Gazoo Gazoo - 6 months ago 11
Python Question

Function inside of Object generating different print output than stand-alone function in Python 3.5

I have the following stand-alone function for printing arguments:

def multiArgsPrinter2(*args):
testString = '';
for count, thing in enumerate(args):
testString += str(thing) + ","

return testString


Which when run like this:

retval = multiArgsPrinter2(20, 30, 40)
print(retval)


prints 20,30,40, - as expected. I then make a class with this functionality inside:

class TestHelper2:
"""The TestHelper Class"""

def multiArgsPrinter3(*args):
testString = '';
for count, thing in enumerate(args):
testString += str(thing) + ","

print(testString)
return testString


No matter where I print this result, either as a returned value or inside the class the output I get looks like this:

<TestHelper2.TestHelper2 object at 0x00F6ABB0>,20,30,40,


which puzzles me. Any clues to what I'm not grasping?

Bonus points if you can tell me why calling yet another function inside an object has a habit of causing parentheses () to be attached around the return value?

Answer

Functions defined in a class are by default instance methods. This means that they are implicitly passed an instance of the class and the function signature should reflect that. For example:

class Example:
    def print_stuff(self, *args):
        print 'My *self* is {}'.format(self)
        print 'My *args* is {}'.format(args)
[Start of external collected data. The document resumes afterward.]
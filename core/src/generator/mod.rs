//! Generators: future-hosted ops producing a sequence of values lazily.
//!
//! The hosted body receives a [`Yield`] handle and emits values on demand.
//! Each `next()` is an async op. On the first `next`, the generator captures
//! the parent's context (resumer and stop source) and registers a cleanup
//! entry on the parent that finalizes the generator on unwind, so an
//! abandoned generator still runs its async cleanup before the parent
//! returns. A started generator must not be moved to another context.

use crate::cleanup::CleanupStack;
use crate::continuation::Continuation;
use crate::ctx::{self, OpCtx};
use crate::err::{Error, OpResult};
use crate::op::{AsyncOp, Initiated};
use crate::task::Task;
use futures::future::BoxFuture;
use parking_lot::Mutex;
use std::future::Future;
use std::pin::Pin;
use std::sync::{Arc, Weak};
use std::task::{Context, Poll, Wake, Waker};

#[cfg(test)]
mod tests;

pub struct Generator<T: Send + 'static> {
    core: Arc<GenCore<T>>,
    started: bool,
}

impl<T: Send + 'static> Generator<T> {
    pub fn new<F, Fut>(f: F) -> Self
    where
        F: FnOnce(Yield<T>) -> Fut,
        Fut: Future<Output = OpResult<()>> + Send + 'static,
    {
        let core = Arc::new_cyclic(|weak: &Weak<GenCore<T>>| {
            let fut = Box::pin(f(Yield { core: weak.clone() }));
            GenCore {
                st: Mutex::new(GenSt {
                    fut: Some(fut),
                    run: Run::Idle,
                    value: None,
                    error: None,
                    finished: false,
                    consumer: Continuation::Null,
                    ctx: None,
                    cleanup: Arc::new(CleanupStack::new()),
                }),
            }
        });
        Generator { core, started: false }
    }

    /// The op producing the next value; `Ok(None)` once the body returned.
    pub fn next(&mut self) -> Next<'_, T> {
        Next { gen: self }
    }
}

/// Handed to the generator body; `emit(v).await` hands `v` to the consumer
/// and suspends until the next `next()` drives the body again.
pub struct Yield<T: Send + 'static> {
    core: Weak<GenCore<T>>,
}

impl<T: Send + 'static> Yield<T> {
    pub fn emit(&self, value: T) -> Emit<'_, T> {
        Emit { core: &self.core, value: Some(value), sent: false }
    }
}

pub struct Emit<'y, T: Send + 'static> {
    core: &'y Weak<GenCore<T>>,
    value: Option<T>,
    sent: bool,
}

impl<T: Send + 'static> Future for Emit<'_, T> {
    type Output = ();

    fn poll(self: Pin<&mut Self>, _cx: &mut Context<'_>) -> Poll<Self::Output> {
        // No field is self-referential or relies on pinning guarantees, so
        // projecting through the pin without requiring `T: Unpin` is sound.
        let this = unsafe { self.get_unchecked_mut() };
        if this.sent {
            return Poll::Ready(());
        }
        let core = this.core.upgrade().expect("generator body outlived its frame");
        let consumer = {
            let mut st = core.st.lock();
            debug_assert!(st.value.is_none(), "value emitted before previous one was consumed");
            st.value = this.value.take();
            st.consumer.take()
        };
        this.sent = true;
        if consumer.valid() {
            consumer.resume();
        }
        Poll::Pending
    }
}

pub struct Next<'g, T: Send + 'static> {
    gen: &'g mut Generator<T>,
}

impl<T: Send + 'static> AsyncOp for Next<'_, T> {
    type Output = Option<T>;

    fn is_immediate(&self) -> bool {
        let st = self.gen.core.st.lock();
        st.finished && st.value.is_none() && st.error.is_none()
    }

    fn initiate(&mut self, ctx: &OpCtx, cont: Continuation) -> Initiated {
        let core = self.gen.core.clone();
        if !self.gen.started {
            self.gen.started = true;
            {
                let mut st = core.st.lock();
                let cleanup = st.cleanup.clone();
                // Runs under the parent's resumer and stop source, but
                // pushes cleanup onto its own stack.
                st.ctx = Some(ctx.with_cleanup(cleanup));
            }
            let fin = core.clone();
            ctx.cleanup().push(Task::new(async move {
                GenCore::finalize(fin).await;
                Ok(())
            }));
        }
        GenCore::drive(core);
        let mut st = self.gen.core.st.lock();
        if st.value.is_some() || st.error.is_some() || st.finished {
            Initiated::Done
        } else {
            debug_assert!(!st.consumer.valid(), "generator awaited twice concurrently");
            st.consumer = cont;
            Initiated::Pending
        }
    }

    fn is_failed(&self) -> bool {
        self.gen.core.st.lock().error.is_some()
    }

    fn take_result(&mut self) -> OpResult<Option<T>> {
        let mut st = self.gen.core.st.lock();
        if let Some(e) = st.error.take() {
            return Err(e);
        }
        if let Some(v) = st.value.take() {
            return Ok(Some(v));
        }
        debug_assert!(st.finished, "generator result taken before completion");
        Ok(None)
    }
}

#[derive(Clone, Copy, Debug)]
enum Run {
    Idle,
    Polling,
    Notified,
}

struct GenSt<T: Send + 'static> {
    fut: Option<BoxFuture<'static, OpResult<()>>>,
    run: Run,
    value: Option<T>,
    error: Option<Error>,
    finished: bool,
    consumer: Continuation,
    ctx: Option<OpCtx>,
    /// The generator's own cleanup stack, unwound by the parent's cleanup
    /// entry on abandonment or exhaustion.
    cleanup: Arc<CleanupStack>,
}

struct GenCore<T: Send + 'static> {
    st: Mutex<GenSt<T>>,
}

struct GenWaker<T: Send + 'static> {
    core: Arc<GenCore<T>>,
}

impl<T: Send + 'static> Wake for GenWaker<T> {
    fn wake(self: Arc<Self>) {
        GenCore::drive(self.core.clone());
    }

    fn wake_by_ref(self: &Arc<Self>) {
        GenCore::drive(self.core.clone());
    }
}

impl<T: Send + 'static> GenCore<T> {
    /// Polls the body while it makes progress; single poller enforced by the
    /// `Run` state machine.
    fn drive(core: Arc<Self>) {
        {
            let mut st = core.st.lock();
            if st.finished || st.fut.is_none() {
                return;
            }
            match st.run {
                Run::Idle => st.run = Run::Polling,
                Run::Polling | Run::Notified => {
                    st.run = Run::Notified;
                    return;
                }
            }
        }
        loop {
            let (mut fut, gctx) = {
                let mut st = core.st.lock();
                match st.fut.take() {
                    Some(f) => (f, st.ctx.clone().expect("generator driven before first next")),
                    None => {
                        st.run = Run::Idle;
                        return;
                    }
                }
            };
            let waker = Waker::from(Arc::new(GenWaker { core: core.clone() }));
            let mut cx = Context::from_waker(&waker);
            match ctx::scope(&gctx, || fut.as_mut().poll(&mut cx)) {
                Poll::Ready(res) => {
                    let consumer = {
                        let mut st = core.st.lock();
                        st.finished = true;
                        if let Err(e) = res {
                            st.error = Some(e);
                        }
                        st.run = Run::Idle;
                        st.consumer.take()
                    };
                    if consumer.valid() {
                        consumer.resume();
                    }
                    return;
                }
                Poll::Pending => {
                    let mut st = core.st.lock();
                    if st.finished {
                        // Finalized while suspended; the body is abandoned.
                        st.run = Run::Idle;
                        return;
                    }
                    st.fut = Some(fut);
                    match st.run {
                        Run::Notified => {
                            st.run = Run::Polling;
                            continue;
                        }
                        Run::Polling => {
                            st.run = Run::Idle;
                            return;
                        }
                        Run::Idle => unreachable!("generator idle while polling"),
                    }
                }
            }
        }
    }

    /// Parent-side finalization: abandon the body (running its destructors)
    /// and unwind the generator's own cleanup stack.
    async fn finalize(core: Arc<Self>) {
        let (fut, cleanup) = {
            let mut st = core.st.lock();
            let _ = st.consumer.take();
            st.finished = true;
            (st.fut.take(), st.cleanup.clone())
        };
        drop(fut);
        cleanup.unwind().await;
    }
}
//! Minimal HTTP/1.1 plumbing over asynckit's TCP ops: message codec,
//! connection, reconnecting client and Range-header utilities.
//!
//! Scope: Content-Length framing only; requests and responses carry owned
//! byte bodies. Everything network-facing goes through the async-op
//! contract, so cancellation and resumer routing behave like any other op.

mod client;
mod codec;
mod conn;
mod range;

pub use client::HttpClient;
pub use codec::{parse_request, parse_response, serialize_request, serialize_response, ParseOutcome};
pub use conn::{HttpConn, ERR_CLOSED_BEFORE_RESPONSE, ERR_CLOSED_MID_MESSAGE};
pub use range::{parse_single_range_header, HttpRange, ResolvedRange};

pub type Request = http::Request<Vec<u8>>;
pub type Response = http::Response<Vec<u8>>;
Example().print_stuff(1, 2, 3)
# My *self* is <__main__.Example instance at 0x012D4210>
# My *args* is (1, 2, 3)

Python provides two decorators in order to change the signature of a function defined inside a class, staticmethod and classmethod. They are most often used with the decorator syntax (beyond the scope of this response) and are functions that accept a function as an argument and return a new, altered function.

staticmethod removes the implicit self argument from a function inside a class.

class Example:
    @staticmethod
    def print_stuff(*args):
        # No more self...
        print 'My *args* is {}'.format(args)

Example().print_stuff(1, 2, 3)
# My *args* is (1, 2, 3)

A hypothetical implementation of staticmethod might look something like this:

def staticmethod_example(func):
    def wrapper(self, *args, **kwargs):
        return func(*args, **kwargs) # Notice how *self* is thrown away
    return wrapper

classmethod removes the implicit self argument from a function, but adds the instance class as an argument instead.

class Example:
    @classmethod
    def print_stuff(cls, *args):
        print 'My *cls* is {}'.format(cls)
        print 'My *args* is {}'.format(args)

Example().print_stuff(1, 2, 3)
# My *cls* is __main__.Example
# My *args* is (1, 2, 3)

A hypothetical implementation of classmethod might look something like this:

def classmethod_example(func):
    def wrapper(self, *args, **kwargs):
        return func(self.__class__, *args, **kwargs) # Substitute *cls* for *self*
    return wrapper

To answer your question, your function call is printing the instance of the class because it is being passed self implicitly. If you add the staticmethod decorator above the function declaration, it will work as intended.